Published Nov 2, 2012
gloryfied
106 Posts
Wow, a docctor snapped at me, for I/O not being documented, and unfortunate for me, I gave the woman her own cup of coffee. Too much cream I guess, cos she sure wasnt pleased.. What is with doctors, as for me I really cannot take it. Respect is really a two way street.
Pepper The Cat, BSN, RN
1,787 Posts
I don't understand. You think because you gave her a cup of coffee she should not be upset because something important was not documented proberly?
SaoirseRN
650 Posts
I'd be irritated, too, if the I&O wasn't documented. Perhaps you should admit you have some fault in this situation?
hmmm, I guess yelling at me about something that has been happening for the past 3 days with other shifts is not my responsibility. I ws new with this patient, and all the orders werent being followed for the past 3 days by nurses or aides., and basically, she showed up on a day I was there and decided to check past history of charting, and took it out on me. I think no matter a situation, yelling gets nothing across. Her approach was totally uncalled for. and being a night shifter helping out on days, im not familiar with the docs, but i later learned, that is her norm, to talk down to others. I've prayed for everyone, even myself. Glory be to God. Amen.
Okay, the extra information is helpful. Sorry for implying your guilt in the lack of charting, but without details it sounded like you hadn't done the I&O yourself.
I see where the irritation on her part comes from, but agree fully that her approach toward you was uncalled for.
In that situation, I would say something along the lines of, "I agree that it is inappropriate that this was not charted. This is my first shift with this patient, and I can assure you that I will document the I&O accurately, and also speak to the next shift about it as well."
turnforthenurse, MSN, NP
3,364 Posts
I&O is pretty important and needs to be documented...I would have been irritated too if I were that MD...
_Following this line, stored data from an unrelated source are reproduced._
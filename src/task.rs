//! Task descriptors and the fixed task table.
//!
//! Tasks are created during bring-up only, from app headers the registry
//! yields; none are added afterwards and there is no teardown short of
//! reboot. A task is addressed by its tid everywhere — slot pointers move
//! (failed init compacts the table with a swap-remove) but tids never do,
//! and slot indices are never exposed.

use crate::config::MAX_TASKS;
use crate::ports::{AppHost, LoaderKind};
use crate::subs::SubscriptionSet;

/// Marker bytes every app header must open with.
pub const APP_MAGIC: [u8; 8] = *b"HubOSApp";

/// Current app header version.
pub const APP_VERSION_CUR: u16 = 1;

/// Provenance/validity marker in an app header. Each region accepts
/// exactly one of these.
#[derive(Debug, Clone, Copy, PartialEq, Eq)]
pub enum AppMarker {
    /// App linked into the image itself.
    Internal,
    /// Installed app in the external region, valid for loading.
    Valid,
}

/// Read-only metadata record at the start of an app image.
#[derive(Debug, PartialEq, Eq)]
pub struct AppHeader {
    pub magic: [u8; 8],
    pub version: u16,
    pub marker: AppMarker,
    /// 64-bit unique application id.
    pub app_id: u64,
    /// Byte length of the whole image record; the external-region walk
    /// advances by this.
    pub rel_end: u32,
}

impl AppHeader {
    /// A current-version header, as the packaging tool emits it.
    pub const fn new(app_id: u64, marker: AppMarker) -> Self {
        Self {
            magic: APP_MAGIC,
            version: APP_VERSION_CUR,
            marker,
            app_id,
            rel_end: core::mem::size_of::<AppHeader>() as u32,
        }
    }

    /// Whether this header is acceptable for the region it was found in.
    pub fn valid_for(&self, kind: LoaderKind) -> bool {
        if self.magic != APP_MAGIC || self.version != APP_VERSION_CUR {
            return false;
        }
        match kind {
            LoaderKind::Internal => self.marker == AppMarker::Internal,
            LoaderKind::External => self.marker == AppMarker::Valid,
        }
    }
}

// ── Task descriptor ───────────────────────────────────────────

/// One hosted app: header reference, the loader's opaque record, and the
/// subscription set.
pub struct Task<H: AppHost> {
    pub(crate) tid: u32,
    pub(crate) header: &'static AppHeader,
    pub(crate) plat: H::PlatInfo,
    pub(crate) subs: SubscriptionSet,
}

impl<H: AppHost> Task<H> {
    /// Stable non-zero task id.
    pub fn tid(&self) -> u32 {
        self.tid
    }

    pub fn app_id(&self) -> u64 {
        self.header.app_id
    }

    pub fn subscriptions(&self) -> &SubscriptionSet {
        &self.subs
    }
}

// ── Task table ────────────────────────────────────────────────

/// Fixed-size task table with monotonic tid assignment starting at 1.
pub struct TaskTable<H: AppHost> {
    tasks: heapless::Vec<Task<H>, MAX_TASKS>,
    next_tid: u32,
}

impl<H: AppHost> TaskTable<H> {
    pub fn new() -> Self {
        Self {
            tasks: heapless::Vec::new(),
            next_tid: 1,
        }
    }

    pub fn len(&self) -> usize {
        self.tasks.len()
    }

    pub fn is_empty(&self) -> bool {
        self.tasks.is_empty()
    }

    pub fn is_full(&self) -> bool {
        self.tasks.is_full()
    }

    pub fn has_app_id(&self, app_id: u64) -> bool {
        self.tasks.iter().any(|t| t.header.app_id == app_id)
    }

    /// Register a loaded app and assign the next tid. The caller has
    /// already validated the header, checked for duplicates and loaded
    /// the image.
    pub(crate) fn register(&mut self, header: &'static AppHeader, plat: H::PlatInfo) -> Option<u32> {
        if self.is_full() {
            return None;
        }
        let tid = self.next_tid;
        let task = Task {
            tid,
            header,
            plat,
            subs: SubscriptionSet::new(),
        };
        // Cannot fail: fullness was checked above.
        let _ = self.tasks.push(task);
        self.next_tid += 1;
        Some(tid)
    }

    pub(crate) fn find_by_tid_mut(&mut self, tid: u32) -> Option<&mut Task<H>> {
        self.tasks.iter_mut().find(|t| t.tid == tid)
    }

    pub fn find_by_tid(&self, tid: u32) -> Option<&Task<H>> {
        self.tasks.iter().find(|t| t.tid == tid)
    }

    pub fn iter(&self) -> impl Iterator<Item = &Task<H>> {
        self.tasks.iter()
    }

    pub(crate) fn iter_mut(&mut self) -> impl Iterator<Item = &mut Task<H>> {
        self.tasks.iter_mut()
    }

    pub(crate) fn get_mut(&mut self, index: usize) -> Option<&mut Task<H>> {
        self.tasks.get_mut(index)
    }

    /// Compact the table after a failed init: move the last entry into
    /// the hole. Correct because nothing references slot indices.
    pub(crate) fn swap_remove(&mut self, index: usize) -> Task<H> {
        self.tasks.swap_remove(index)
    }
}

impl<H: AppHost> Default for TaskTable<H> {
    fn default() -> Self {
        Self::new()
    }
}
Once again, my point here is not that I/O 's arent important, its that she yelled at a person new to the patient about charting that was not done 3 days ago from 3 previous shifts. I chart during my own shift, and have nothing to say regarding what others do during theirs unless it is critical orders, or is caught during report, and if she cared to know so much, she should have found out who were on those shifts and adress them. What would she have liked me to do, call or text each of everyone of them ( I dont even know them at all) and find out for her, by yelling at me. If I am being questioned of something I know nothing of, in a rude manner, I will have to defend myself. My mother already gave birth to me, I am no one else's little one to be addressed as such.
I am all for having a smooth breezy shift, every shift, but some times some people need to be tucked in to their place.
SionainnRN
914 Posts
Wow, you have quite the attitude don't you? I've had docs yell at me about something that's happened on a previous shift and you know what I did? I said I was sorry that it wasn't done and that I would make sure it was done on my shift and pass it along to the next shift. Do I have to accept the blame? Nope, but letting them know that you agree it was wrong usually works well and smooths feathers. If you're coming off this high and mighty on here when you have time to think about what you want to say, I can only imagine how dismissive and rude you come off in person.
@sionainnRN. LOL. Imagine how dismissive and rude i come off. That's something you can do.
Quite an anttitude I have? ermm, imagine that too. Go wild.
Altra, BSN, RN
6,255 Posts
You are absolutely correct that you cannot control the charting/care provided by others ... but you can control the situation you are in at the moment that it is occurring. If someone, anyone, raised their voice to me at work I would make every effort to nip that in the but and ask that they lower their voice so that we can have a productive discussion.
It may well be the case that this provider lacks interpersonal skills, or is just a *itch. But from what has been described here, she has come to the unit to see the patient, perhaps make a decision about discharge/transition of care ... but encounters a major missing piece of information she needs to make a decision. This affects patient care and outcomes ... and she has every right to be frustrated.